Nicht mehr nur aus Weikersheim, Niederstetten, Röttingen und Bieberehren kommen inzwischen die Schüler der GMS, sondern seit diesem Schuljahr auch neun aus Creglingen, drei aus Markelsheim und einer aus Igersheim. "Die Gemeinschaftsschule erfreut sich einer steigenden Nachfrage", stellt Rektorin Böhrer zufrieden fest und bezieht auf Nachfrage Stellung zu den Plänen von Igersheim, ebenfalls eine GMS einzurichten: "Das wäre für uns kein Problem!"

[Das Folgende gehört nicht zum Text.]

//! Code builder utility for generating properly indented code.

use super::Indent;

/// Fluent API for building code with proper indentation.
///
/// # Example
///
/// ```
/// use tabula_codegen::CodeBuilder;
///
/// let code = CodeBuilder::java()
///     .line("public class User {")
///     .indent()
///     .line("private Long id;")
///     .dedent()
///     .line("}")
///     .build();
///
/// assert_eq!(code, "public class User {\n    private Long id;\n}\n");
/// ```
#[derive(Debug, Clone)]
pub struct CodeBuilder {
    indent_level: usize,
    indent: Indent,
    buffer: String,
}

impl CodeBuilder {
    /// Create a new CodeBuilder with the specified indentation.
    pub fn new(indent: Indent) -> Self {
        Self {
            indent_level: 0,
            indent,
            buffer: String::new(),
        }
    }

    /// Create a new CodeBuilder with 4-space indentation (Java default).
    pub fn java() -> Self {
        Self::new(Indent::JAVA)
    }

    /// Create a new CodeBuilder with 2-space indentation (protobuf default).
    pub fn protobuf() -> Self {
        Self::new(Indent::PROTOBUF)
    }

    /// Markdown documents use 2-space list indentation.
    pub fn markdown() -> Self {
        Self::new(Indent::PROTOBUF)
    }

    /// Add a line of code with current indentation.
    pub fn line(mut self, s: &str) -> Self {
        self.write_indent();
        self.buffer.push_str(s);
        self.buffer.push('\n');
        self
    }

    /// Add a blank line (no indentation).
    pub fn blank(mut self) -> Self {
        self.buffer.push('\n');
        self
    }

    /// Increase indentation level.
    pub fn indent(mut self) -> Self {
        self.indent_level += 1;
        self
    }

    /// Decrease indentation level.
    pub fn dedent(mut self) -> Self {
        self.indent_level = self.indent_level.saturating_sub(1);
        self
    }

    /// Add a block with a closing line.
    ///
    /// # Example
    ///
    /// ```
    /// use tabula_codegen::CodeBuilder;
    ///
    /// let code = CodeBuilder::protobuf()
    ///     .block_with_close("message User {", "}", |b| b.line("int64 id = 1;"))
    ///     .build();
    ///
    /// assert_eq!(code, "message User {\n  int64 id = 1;\n}\n");
    /// ```
    pub fn block_with_close<F>(self, header: &str, close: &str, f: F) -> Self
    where
        F: FnOnce(Self) -> Self,
    {
        let builder = self.line(header).indent();
        f(builder).dedent().line(close)
    }

    /// Add a comment line (e.g., `// text`).
    pub fn comment(self, text: &str) -> Self {
        self.doc("//", text)
    }

    /// Add a prefixed line, e.g. ` * text` inside a Javadoc block.
    fn doc(mut self, prefix: &str, text: &str) -> Self {
        self.write_indent();
        self.buffer.push_str(prefix);
        if !text.is_empty() {
            self.buffer.push(' ');
            self.buffer.push_str(text);
        }
        self.buffer.push('\n');
        self
    }

    /// Add a Javadoc block comment. Single lines stay on one line.
    pub fn javadoc(self, text: &str) -> Self {
        let lines: Vec<&str> = text.lines().collect();
        match lines.as_slice() {
            [] => self,
            [single] => self.line(&format!("/** {} */", single)),
            _ => self
                .line("/**")
                .each(lines.iter().copied(), |b, line| b.doc(" *", line))
                .line(" */"),
        }
    }

    /// Conditionally add content.
    pub fn when<F>(self, condition: bool, f: F) -> Self
    where
        F: FnOnce(Self) -> Self,
    {
        if condition { f(self) } else { self }
    }

    /// Iterate and add content for each item.
    pub fn each<T, I, F>(mut self, items: I, f: F) -> Self
    where
        I: IntoIterator<Item = T>,
        F: Fn(Self, T) -> Self,
    {
        for item in items {
            self = f(self, item);
        }
        self
    }

    /// Consume the builder and return the generated code.
    pub fn build(self) -> String {
        self.buffer
    }

    fn write_indent(&mut self) {
        self.indent.write(&mut self.buffer, self.indent_level);
    }
}

impl Default for CodeBuilder {
    fn default() -> Self {
        Self::java()
    }
}
//! Retrieval: query embedding, similarity search, and post-level ranking.
//!
//! Search happens at chunk granularity but results are reported per post:
//! when several chunks of one post clear the floor, only the best-scoring
//! chunk survives. Scores are clamped to `[0, 1]` before filtering so the
//! floor has a stable meaning regardless of backend quirks. Any store
//! failure here is `RetrievalUnavailable`, the one error that fails a whole
//! search request.

use std::sync::Arc;

use tracing::debug;

use crate::embeddings::EmbeddingProvider;
use crate::stores::VectorStore;
use crate::types::{PipelineError, RetrievedHit};

/// Oversampling factor: chunk-level hits collapse onto posts, so we fetch
/// more chunks than posts requested.
const CHUNK_OVERSAMPLE: usize = 4;

pub struct RetrievalEngine {
    embedder: Arc<dyn EmbeddingProvider>,
    store: Arc<dyn VectorStore>,
    score_floor: f32,
}

impl RetrievalEngine {
    pub fn new(
        embedder: Arc<dyn EmbeddingProvider>,
        store: Arc<dyn VectorStore>,
        score_floor: f32,
    ) -> Self {
        Self {
            embedder,
            store,
            score_floor,
        }
    }

    /// Returns up to `top_k` posts most similar to `query`, best first.
    /// Ties on score break toward the more recent post.
    pub async fn retrieve(
        &self,
        query: &str,
        top_k: usize,
        gallery_id: Option<&str>,
    ) -> Result<Vec<RetrievedHit>, PipelineError> {
        if top_k == 0 || query.trim().is_empty() {
            return Ok(Vec::new());
        }

        let embeddings = self
            .embedder
            .embed_batch(&[query.to_string()])
            .await
            .map_err(|err| PipelineError::RetrievalUnavailable(err.to_string()))?;
        let query_embedding = embeddings
            .into_iter()
            .next()
            .ok_or_else(|| PipelineError::RetrievalUnavailable("empty query embedding".into()))?;

        let raw = self
            .store
            .search_similar(&query_embedding, top_k * CHUNK_OVERSAMPLE, gallery_id)
            .await
            .map_err(|err| PipelineError::RetrievalUnavailable(err.to_string()))?;

        // Collapse chunk hits onto posts, keeping each post's best chunk.
        let mut hits: Vec<RetrievedHit> = Vec::new();
        for (chunk, raw_score) in raw {
            let score = raw_score.clamp(0.0, 1.0);
            if score < self.score_floor {
                continue;
            }
            if let Some(existing) = hits
                .iter_mut()
                .find(|h| h.chunk.gallery_id == chunk.gallery_id && h.chunk.post_id == chunk.post_id)
            {
                if score > existing.score {
                    existing.score = score;
                    existing.chunk = chunk;
                }
                continue;
            }
            let Some(post) = self
                .store
                .post_by_key(&chunk.gallery_id, &chunk.post_id)
                .await
                .map_err(|err| PipelineError::RetrievalUnavailable(err.to_string()))?
            else {
                // Chunk without its post record; skip rather than fabricate.
                debug!(
                    gallery = %chunk.gallery_id,
                    post = %chunk.post_id,
                    "orphaned chunk skipped"
                );
                continue;
            };
            hits.push(RetrievedHit { chunk, score, post });
        }

        hits.sort_by(|a, b| {
            b.score
                .total_cmp(&a.score)
                .then_with(|| b.post.published_ts().cmp(&a.post.published_ts()))
        });
        hits.truncate(top_k);

        debug!(query, returned = hits.len(), "retrieval complete");
        Ok(hits)
    }
}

Mit Blick auf die eigene Schule lobt Böhrer das pädagogische Konzept, "dass unter der Federführung von Peter Pflüger, tatkräftig unterstützt von Melanie Scherrmann, zusammen mit den Kollegen und in enger Absprache mit der Schulleitung entwickelt und umgesetzt wurde". Schulrätin Claudia Wiegert vom Schulamt bestätigt später, dass man die Entwicklungen in Weikersheim begrüße und die Qualität des Angebots durch steigende Anmeldezahlen sichtbar belohnt werde. "Wie hier zwischen den Schülern differenziert und mit ihnen gearbeitet wird - das zeigt schon ein hohes Niveau an", zollt die Schulrätin ihre Anerkennung und schiebt nach: "Alles steht und fällt mit dem Engagement der Lehrer!"

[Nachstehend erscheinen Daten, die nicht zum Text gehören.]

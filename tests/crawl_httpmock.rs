//! Crawl orchestration against a mock gallery site.

use std::sync::Arc;
use std::time::Duration;

use httpmock::prelude::*;

use gallrag::chunking::ChunkerConfig;
use gallrag::crawler::jobs::JobTracker;
use gallrag::crawler::politeness::RequestGate;
use gallrag::crawler::site::SiteClient;
use gallrag::crawler::{CrawlOrchestrator, JobState};
use gallrag::embeddings::MockEmbeddingProvider;
use gallrag::indexing::IndexingPipeline;
use gallrag::stores::{SqliteVectorStore, VectorStore};
use gallrag::types::PipelineError;

fn listing_html(ids: &[&str]) -> String {
    let rows: String = ids
        .iter()
        .map(|id| {
            format!(
                r#"<tr class="ub-content">
                    <td class="gall_num">{id}</td>
                    <td class="gall_tit"><a href="/board/view/?id=g&no={id}">글 {id}</a></td>
                    <td class="gall_writer">작성자</td>
                    <td class="gall_date" title="2025-06-01 10:00:00">06.01</td>
                    <td class="gall_count">42</td>
                </tr>"#
            )
        })
        .collect();
    format!("<table>{rows}</table>")
}

fn view_html(title: &str, body: &str) -> String {
    format!(
        r#"<html><body>
            <span class="title_subject">{title}</span>
            <div class="fl"><span class="gall_writer" data-nick="고닉"></span></div>
            <span class="gall_date" title="2025-06-01 12:00:00">06.01</span>
            <span class="gall_count">조회 100</span>
            <div class="write_div"><p>{body}</p></div>
        </body></html>"#
    )
}

struct Harness {
    _dir: tempfile::TempDir,
    store: Arc<SqliteVectorStore>,
    jobs: Arc<JobTracker>,
    crawler: CrawlOrchestrator,
}

async fn harness(base_url: &str) -> Harness {
    let dir = tempfile::tempdir().unwrap();
    let store = Arc::new(
        SqliteVectorStore::open(dir.path().join("crawl.db"))
            .await
            .unwrap(),
    );
    let embedder = Arc::new(MockEmbeddingProvider::default());
    let indexer = Arc::new(IndexingPipeline::new(
        store.clone(),
        embedder,
        ChunkerConfig::default(),
    ));
    let jobs = Arc::new(JobTracker::new());
    let site = SiteClient::new(
        base_url,
        RequestGate::without_jitter(Duration::from_millis(1)),
        Duration::from_secs(5),
    );
    let crawler = CrawlOrchestrator::new(site, store.clone(), indexer, jobs.clone());
    Harness {
        _dir: dir,
        store,
        jobs,
        crawler,
    }
}

#[tokio::test]
async fn crawl_indexes_listed_posts() {
    let server = MockServer::start_async().await;
    server
        .mock_async(|when, then| {
            when.method(GET)
                .path("/board/lists/")
                .query_param("id", "g")
                .query_param("page", "1");
            then.status(200).body(listing_html(&["101", "102"]));
        })
        .await;
    server
        .mock_async(|when, then| {
            when.method(GET)
                .path("/board/view/")
                .query_param("id", "g")
                .query_param("no", "101");
            then.status(200)
                .body(view_html("첫 글", "루엔 학살자 공략은 회피 타이밍이 전부다."));
        })
        .await;
    server
        .mock_async(|when, then| {
            when.method(GET)
                .path("/board/view/")
                .query_param("id", "g")
                .query_param("no", "102");
            then.status(200)
                .body(view_html("둘째 글", "말레니아는 패턴 암기가 중요하다는 평가."));
        })
        .await;

    let h = harness(&server.base_url()).await;
    let outcome = h.crawler.crawl("g", 1, false).await.unwrap();

    assert_eq!(outcome.posts_indexed, 2);
    assert!(h.store.chunk_count().await.unwrap() >= 2);
    let job = h.jobs.status_of("g");
    assert_eq!(job.state, JobState::Done);
    assert_eq!(job.posts_indexed, Some(2));

    // Second crawl finds everything already indexed but still completes.
    let again = h.crawler.crawl("g", 1, false).await.unwrap();
    assert_eq!(again.posts_indexed, 0);
    assert!(again.message.contains("already indexed"));
    assert_eq!(h.jobs.status_of("g").state, JobState::Done);
}

#[tokio::test]
async fn dead_first_page_fails_the_job() {
    let server = MockServer::start_async().await;
    server
        .mock_async(|when, then| {
            when.method(GET).path("/board/lists/");
            then.status(500);
        })
        .await;

    let h = harness(&server.base_url()).await;
    let err = h.crawler.crawl("g", 2, false).await.unwrap_err();
    assert!(matches!(err, PipelineError::CrawlUnreachable(_)));

    let job = h.jobs.status_of("g");
    assert_eq!(job.state, JobState::Error);
    assert_eq!(job.posts_indexed, None);
}

#[tokio::test]
async fn failed_post_fetch_is_partial_not_fatal() {
    let server = MockServer::start_async().await;
    server
        .mock_async(|when, then| {
            when.method(GET).path("/board/lists/");
            then.status(200).body(listing_html(&["201", "202"]));
        })
        .await;
    server
        .mock_async(|when, then| {
            when.method(GET)
                .path("/board/view/")
                .query_param("no", "201");
            then.status(200)
                .body(view_html("살아있는 글", "이 글은 정상적으로 내려온다."));
        })
        .await;
    server
        .mock_async(|when, then| {
            when.method(GET)
                .path("/board/view/")
                .query_param("no", "202");
            then.status(404);
        })
        .await;

    let h = harness(&server.base_url()).await;
    let outcome = h.crawler.crawl("g", 1, false).await.unwrap();

    assert_eq!(outcome.posts_indexed, 1);
    assert!(outcome.message.contains("partial"));
    assert_eq!(h.jobs.status_of("g").state, JobState::Done);
}

#[tokio::test]
async fn duplicate_crawl_is_rejected_while_running() {
    let h = harness("http://127.0.0.1:1").await;
    h.jobs.begin("busy").unwrap();

    let err = h.crawler.crawl("busy", 1, false).await.unwrap_err();
    assert!(matches!(err, PipelineError::CrawlAlreadyRunning(_)));
    // The pre-existing job record is untouched.
    assert_eq!(h.jobs.status_of("busy").state, JobState::Running);
}

#[tokio::test]
async fn seed_fetch_round_trips_one_post() {
    let server = MockServer::start_async().await;
    server
        .mock_async(|when, then| {
            when.method(GET)
                .path("/board/view/")
                .query_param("id", "g")
                .query_param("no", "777");
            then.status(200)
                .body(view_html("시드 글", "검색 결과에서 바로 찾은 게시물이다."));
        })
        .await;

    let h = harness(&server.base_url()).await;
    assert!(!h.crawler.is_indexed("g", false, "777").await.unwrap());
    let post = h.crawler.fetch_post("g", false, "777").await.unwrap();
    assert_eq!(post.title, "시드 글");
    assert_eq!(post.author, "고닉");
    assert_eq!(post.id, "777");
}
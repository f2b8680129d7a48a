//! Web discovery: expand a free-text query into candidate galleries.
//!
//! Runs a site-scoped query against the configured web-search endpoint and
//! extracts gallery identifiers (and directly crawlable seed posts) from the
//! result markup with the site's URL patterns. URLs that match no pattern are
//! dropped silently; gallery ids are deduplicated preserving first-seen
//! order. An unreachable or rate-limited search capability surfaces as
//! `DiscoveryUnavailable`, which the orchestrator treats as a degraded (not
//! fatal) stage.

use std::sync::LazyLock;
use std::time::Duration;

use regex::Regex;
use tracing::{debug, info};

use crate::types::{GalleryRef, PipelineError};

// View/list URL shapes; `&` may arrive entity-encoded inside result markup.
static VIEW_PATTERN: LazyLock<Regex> = LazyLock::new(|| {
    Regex::new(
        r"gall\.dcinside\.com/(mgallery/)?board/view/\?id=([a-zA-Z0-9_]+)&(?:amp;)?no=(\d+)",
    )
    .expect("static regex")
});
static LIST_PATTERN: LazyLock<Regex> = LazyLock::new(|| {
    Regex::new(r"gall\.dcinside\.com/(mgallery/)?board/lists/\?id=([a-zA-Z0-9_]+)")
        .expect("static regex")
});

/// A post found directly in search results, crawlable without paging.
#[derive(Clone, Debug, PartialEq, Eq)]
pub struct SeedPost {
    pub gallery_id: String,
    pub post_id: String,
    pub minor: bool,
}

#[derive(Clone, Debug, Default)]
pub struct DiscoveryOutcome {
    pub galleries: Vec<GalleryRef>,
    pub seeds: Vec<SeedPost>,
}

impl DiscoveryOutcome {
    pub fn gallery_ids(&self) -> Vec<String> {
        self.galleries.iter().map(|g| g.id.clone()).collect()
    }
}

pub struct WebDiscovery {
    client: reqwest::Client,
    search_base: String,
    timeout: Duration,
}

impl WebDiscovery {
    pub fn new(search_base: impl Into<String>, timeout: Duration) -> Self {
        Self {
            client: reqwest::Client::new(),
            search_base: search_base.into(),
            timeout,
        }
    }

    /// Searches for forum content related to `query` and returns the deduped
    /// galleries plus seed posts found along the way.
    pub async fn discover(
        &self,
        query: &str,
        max_results: usize,
    ) -> Result<DiscoveryOutcome, PipelineError> {
        let scoped = format!("site:gall.dcinside.com {query}");
        debug!(query = %scoped, "running discovery search");

        let mut endpoint = url::Url::parse(&self.search_base)
            .map_err(|err| PipelineError::Config(format!("search base url: {err}")))?;
        endpoint
            .query_pairs_mut()
            .append_pair("q", &scoped)
            .append_pair("num", &max_results.to_string());

        let response = self
            .client
            .get(endpoint)
            .timeout(self.timeout)
            .send()
            .await
            .map_err(|err| PipelineError::DiscoveryUnavailable(err.to_string()))?;

        if !response.status().is_success() {
            return Err(PipelineError::DiscoveryUnavailable(format!(
                "search endpoint returned {}",
                response.status()
            )));
        }

        let body = response
            .text()
            .await
            .map_err(|err| PipelineError::DiscoveryUnavailable(err.to_string()))?;

        let outcome = extract_targets(&body, max_results);
        info!(
            galleries = outcome.galleries.len(),
            seeds = outcome.seeds.len(),
            "discovery complete"
        );
        Ok(outcome)
    }
}

/// Pulls gallery ids and seed posts out of raw search-result markup.
pub fn extract_targets(body: &str, max_results: usize) -> DiscoveryOutcome {
    let mut outcome = DiscoveryOutcome::default();
    let mut seen_galleries = Vec::new();

    for caps in VIEW_PATTERN.captures_iter(body) {
        if outcome.seeds.len() >= max_results {
            break;
        }
        let minor = caps.get(1).is_some();
        let gallery_id = caps[2].to_string();
        let post_id = caps[3].to_string();

        let seed = SeedPost {
            gallery_id: gallery_id.clone(),
            post_id,
            minor,
        };
        if !outcome.seeds.contains(&seed) {
            outcome.seeds.push(seed);
        }
        if !seen_galleries.contains(&gallery_id) {
            seen_galleries.push(gallery_id.clone());
            outcome
                .galleries
                .push(GalleryRef::new(gallery_id).minor_board(minor));
        }
    }

    for caps in LIST_PATTERN.captures_iter(body) {
        let minor = caps.get(1).is_some();
        let gallery_id = caps[2].to_string();
        if !seen_galleries.contains(&gallery_id) {
            seen_galleries.push(gallery_id.clone());
            outcome
                .galleries
                .push(GalleryRef::new(gallery_id).minor_board(minor));
        }
    }

    outcome
}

Dass Peter Pflüger und Melanie Scherrmann und all ihre Kollegen eine erfolgreiche Aufbauarbeit für die Klassen 5 und 6 gemäß neuem Lernkonzept und neuer Lernorganisation geleistet haben, davon konnten sich die geladenen Stadträte und auch die Presse beim Rundgang im Schulhaus überzeugen. Ein neuer Aufenthaltsraum wurde ebenso eingerichtet wie zusätzliche Zimmer für Freiarbeit oder das Lernen in der Kleingruppe. Klassenlehrer Pflüger erklärt, dass es mehr Platz brauche, um die GMS richtig umzusetzen. Für die Klassenstufe 6 gebe es aktuell vier Zimmer. Der Raumbedarf steige zudem mit jeder weiteren GMS-Klassenstufe in den nächsten Jahren.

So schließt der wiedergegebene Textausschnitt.